Die junge Hatoko auch Poppo-chan genannt, übernimmt nach dem Tod ihrer Großmutter deren Schreibwarenladen. Doch gemäß einer alten Familientradition ist sie auch weiter als öffentliche Schreiberin tätig.
Im Roman wird nun der Alltag der Protagonistin im Laufe eines Kalenderjahres erzählt. Man lernt die liebevoll gestalteten Personen in ihrer Umgebung kennen und belgeitet Poppochan auf einer Reise in ihre eigene Vergangenheit und ihre Beziehung zu ihrer Vorgängerin, ihrer Großmutter.
Das Buch gibt Einblick in japanische Traditionen allgemein und zeigt im speziellen welch eine Kunstform die Kalligrafie ist. Nämlich nicht nur allein Worte zu Papier zu bringen, sondern auch welchen Einfluss Papier, Tinte, Gestaltung und Handschrift haben kann.
Besonders hervorheben möchte ich die schöne Gestaltung des Buches. Es ist schlicht und doch außergewöhnlich und spiegelt schon den Inhalt wieder, die Liebe zu Schreibwaren und Schrift. Im Gesamten Buch begleiten den Leser Schriftzeichen und die verfassten Briefe, wodurch die Geschichte in meinen Augen sehr atmosphärisch wird.
Es ist einfach der Erzählung zu folgen, trotz japanischer Begriffe.

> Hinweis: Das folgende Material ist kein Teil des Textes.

// SPDX-License-Identifier: Apache-2.0
// Copyright 2025 itsakeyfut
//
// Licensed under the Apache License, Version 2.0 (the "License");
// you may not use this file except in compliance with the License.
// You may obtain a copy of the License at
//
//     http://www.apache.org/licenses/LICENSE-2.0
//
// Unless required by applicable law or agreed to in writing, software
// distributed under the License is distributed on an "AS IS" BASIS,
// WITHOUT WARRANTIES OR CONDITIONS OF ANY KIND, either express or implied.
// See the License for the specific language governing permissions and
// limitations under the License.
//! Command line driver for the MIPS MT core
//!
//! Builds a machine from a TOML configuration (or the defaults), optionally
//! starts the GIC counter, raises shared sources, runs virtual time forward
//! and reports the interrupt lines of every CPU.

use clap::Parser;
use log::{error, info};
use mipsmt::core::config::MachineConfig;
use mipsmt::core::error::Result;
use mipsmt::core::gic::registers::*;
use mipsmt::core::save_state::SaveState;
use mipsmt::core::system::Machine;
use std::env;
use std::path::PathBuf;

/// Environment variable naming a config file when `--config` is absent
const CONFIG_ENV: &str = "MIPSMT_CONFIG";

/// MIPS multithreading core and GIC emulator
#[derive(Parser)]
#[command(name = "mipsmt")]
#[command(about = "MIPS MT CPU control core and GIC emulator", long_about = None)]
struct Args {
    /// Machine configuration file (TOML)
    #[arg(short = 'c', long)]
    config: Option<PathBuf>,

    /// Number of VPEs, overriding the configuration
    #[arg(long)]
    cpus: Option<usize>,

    /// CPU model name (34Kf, MIPS64R2-generic), overriding the configuration
    #[arg(short = 'm', long)]
    model: Option<String>,

    /// Number of GIC shared interrupt sources, overriding the configuration
    #[arg(long)]
    irqs: Option<usize>,

    /// Start the GIC shared counter
    #[arg(long)]
    start_counter: bool,

    /// Raise shared source N, routed to pin 0 of VPE N % cpus (repeatable)
    #[arg(short = 'r', long = "raise", value_name = "N")]
    raise: Vec<usize>,

    /// Nanoseconds of virtual time to run
    #[arg(short = 'n', long, default_value = "0")]
    run_ns: u64,

    /// Write a save state to this file when done
    #[arg(short = 's', long, value_name = "PATH")]
    save: Option<PathBuf>,

    /// Print the final machine state as JSON
    #[arg(long)]
    dump_json: bool,

    /// Enable debug logging
    #[arg(short = 'v', long)]
    verbose: bool,
}

fn load_config(args: &Args) -> Result<MachineConfig> {
    let path = args
        .config
        .clone()
        .or_else(|| env::var_os(CONFIG_ENV).map(PathBuf::from));

    let mut config = match path {
        Some(path) => MachineConfig::load(path)?,
        None => MachineConfig::default(),
    };

    if let Some(cpus) = args.cpus {
        config.cpus = cpus;
    }
    if let Some(model) = &args.model {
        config.cpu_model = model.clone();
    }
    if let Some(irqs) = args.irqs {
        config.num_irq = irqs;
    }
    Ok(config)
}

/// Route shared source `n` to pin 0 of a VPE, enable it and raise it
fn raise_source(machine: &Machine, n: usize) {
    let vpe = n % machine.num_cpus();
    let base = machine.gic_base();
    let n64 = n as u64;

    machine.mmio_write(0, base + GIC_SH_MAP0_PIN_OFS + n64 * 4, 4, GIC_MAP_TO_PIN_MSK as u64);
    machine.mmio_write(
        0,
        base + GIC_SH_MAP0_VPE31_0_OFS + n64 * GIC_SH_MAP_VPE_STRIDE,
        4,
        1 << vpe,
    );
    machine.mmio_write(0, base + GIC_SH_SMASK_31_0_OFS + (n64 / 32) * 4, 4, 1 << (n64 % 32));
    machine.set_irq(n, true);
    info!("Raised GIC source {} -> VPE{} pin 0", n, vpe);
}

fn run(args: &Args) -> Result<()> {
    let config = load_config(args)?;
    let mut machine = Machine::new(&config)?;

    if args.start_counter {
        machine.mmio_write(0, machine.gic_base() + GIC_SH_CONFIG_OFS, 4, 0);
        info!("GIC shared counter started");
    }

    for &n in &args.raise {
        if n >= config.num_irq {
            error!("GIC source {} out of range (num_irq = {})", n, config.num_irq);
            continue;
        }
        raise_source(&machine, n);
    }

    if args.run_ns > 0 {
        let fired = machine.advance(args.run_ns);
        info!("Ran {}ns of virtual time, {} timer(s) fired", args.run_ns, fired);
    }
    let delivered = machine.service_interrupts();

    println!(
        "{} x {} at {}ns, {} interrupt(s) delivered",
        machine.num_cpus(),
        machine.model().name,
        machine.now_ns(),
        delivered
    );
    for cpu in machine.cpus() {
        println!(
            "  CPU{}: lines={:08b} halted={} pc=0x{:016X}",
            cpu.index(),
            machine.pending_lines(cpu.index()),
            cpu.is_halted(),
            cpu.pc()
        );
    }

    let state = SaveState::from_machine(&machine);
    if args.dump_json {
        println!("{}", state.to_json()?);
    }
    if let Some(path) = &args.save {
        state.save_to_file(path)?;
    }
    Ok(())
}

fn main() -> Result<()> {
    // Load .env file if present; a missing file is not an error
    if let Err(e) = dotenvy::dotenv() {
        if !e.not_found() {
            eprintln!("Warning: Failed to load .env file: {}", e);
        }
    }

    let args = Args::parse();

    let level = if args.verbose { "debug" } else { "info" };
    env_logger::Builder::from_env(env_logger::Env::default().default_filter_or(level)).init();

    info!("mipsmt v{}", env!("CARGO_PKG_VERSION"));

    if let Err(e) = run(&args) {
        error!("{}", e);
        return Err(e);
    }
    Ok(())
}
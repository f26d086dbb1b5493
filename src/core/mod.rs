// SPDX-License-Identifier: Apache-2.0
// Copyright 2025 itsakeyfut
//
// Licensed under the Apache License, Version 2.0 (the "License");
// you may not use this file except in compliance with the License.
// You may obtain a copy of the License at
//
//     http://www.apache.org/licenses/LICENSE-2.0
//
// Unless required by applicable law or agreed to in writing, software
// distributed under the License is distributed on an "AS IS" BASIS,
// WITHOUT WARRANTIES OR CONDITIONS OF ANY KIND, either express or implied.
// See the License for the specific language governing permissions and
// limitations under the License.
//! Core emulation components
//!
//! This module contains all hardware emulation components:
//! - CPU (MIPS32/MIPS64 R2 with the MT ASE): CP0, TLB, FPU/MSA control
//! - GIC (Global Interrupt Controller)
//! - Interrupt line fabric between the GIC and the CPUs
//! - Virtual clock and local timers
//! - MMIO routing
//! - System integration and save states

pub mod config;
pub mod cpu;
pub mod error;
pub mod gic;
pub mod interrupt;
pub mod memory;
pub mod save_state;
pub mod system;
pub mod timing;

// Re-export commonly used types
pub use config::MachineConfig;
pub use cpu::{Cpu, CpuModel};
pub use error::{CpuResult, EmulatorError, Exception, ExceptionKind, Result};
pub use gic::{Gic, GicConfig};
pub use interrupt::InterruptLines;
pub use memory::{MmioDevice, MmioMap};
pub use save_state::SaveState;
pub use system::Machine;
pub use timing::VirtualClock;
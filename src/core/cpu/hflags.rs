// SPDX-License-Identifier: Apache-2.0
// Copyright 2025 itsakeyfut
//
// Licensed under the Apache License, Version 2.0 (the "License");
// you may not use this file except in compliance with the License.
// You may obtain a copy of the License at
//
//     http://www.apache.org/licenses/LICENSE-2.0
//
// Unless required by applicable law or agreed to in writing, software
// distributed under the License is distributed on an "AS IS" BASIS,
// WITHOUT WARRANTIES OR CONDITIONS OF ANY KIND, either express or implied.
// See the License for the specific language governing permissions and
// limitations under the License.

//! Derived execution-mode flags
//!
//! The flags cache decisions that depend on Status, Config and the debug
//! mode bit. They must be recomputed after every change to any of those.

use super::cop0::status;
use super::model::{fcr0, IsaFlags};
use bitflags::bitflags;
use serde::{Deserialize, Serialize};

bitflags! {
    /// Hardware mode flags
    #[derive(Debug, Clone, Copy, PartialEq, Eq, Hash, Serialize, Deserialize)]
    pub struct HFlags: u32 {
        /// Privilege field; kernel mode is all clear
        const KSU = 0b11;
        const SM = 0b01;
        const UM = 0b10;
        /// Debug mode
        const DM = 1 << 2;
        /// CP0 usable
        const CP0 = 1 << 3;
        /// 64-bit instructions enabled
        const MIPS64 = 1 << 4;
        /// 64-bit user addressing
        const UX = 1 << 5;
        /// FPU usable
        const FPU = 1 << 6;
        /// 64-bit FPU registers
        const F64 = 1 << 7;
        /// COP1X instructions enabled
        const COP1X = 1 << 8;
        /// MIPS16 mode
        const M16 = 1 << 9;
    }
}

/// Processor privilege level
#[derive(Debug, Clone, Copy, PartialEq, Eq)]
pub enum Privilege {
    Kernel,
    Supervisor,
    User,
}

impl HFlags {
    pub fn privilege(self) -> Privilege {
        let ksu = self.intersection(HFlags::KSU);
        if ksu == HFlags::UM {
            Privilege::User
        } else if ksu == HFlags::SM {
            Privilege::Supervisor
        } else {
            Privilege::Kernel
        }
    }

    /// Recompute every derived flag from the architectural state
    ///
    /// DM and M16 are not derived from Status and are carried over.
    pub fn compute(self, status: u32, isa: IsaFlags, fcr0_value: u32) -> HFlags {
        let mut flags = self.intersection(HFlags::DM | HFlags::M16);

        if status & (status::EXL | status::ERL) == 0 && !flags.contains(HFlags::DM) {
            flags |= HFlags::from_bits_truncate((status & status::KSU_MASK) >> status::KSU_SHIFT)
                & HFlags::KSU;
        }

        if isa.contains(IsaFlags::MIPS64) {
            if flags.privilege() != Privilege::User || status & (status::PX | status::UX) != 0 {
                flags |= HFlags::MIPS64;
            }
            if status & status::UX != 0 {
                flags |= HFlags::UX;
            }
        }

        if status & status::CU0 != 0 || flags.privilege() == Privilege::Kernel {
            flags |= HFlags::CP0;
        }
        if status & status::CU1 != 0 {
            flags |= HFlags::FPU;
        }
        if status & status::FR != 0 {
            flags |= HFlags::F64;
        }

        if isa.contains(IsaFlags::MIPS32R2) {
            if fcr0_value & fcr0::F64 != 0 {
                flags |= HFlags::COP1X;
            }
        } else if isa.contains(IsaFlags::MIPS32) && flags.contains(HFlags::MIPS64) {
            flags |= HFlags::COP1X;
        }

        flags
    }
}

Generell ist die Geschichte eher von atmosphärischen Beschreibungen gekennzeichnet als von großen, rasanten Spannungsbögen.
Ich würde das Buch Liebhabern der japanischen Kultur bzw. der Schreibwaren allgemein ans Herz legen und natürlich auch jedem der sich gerne in einer atmosphärischen, ruhigen Geschichte wiederfinden möchte.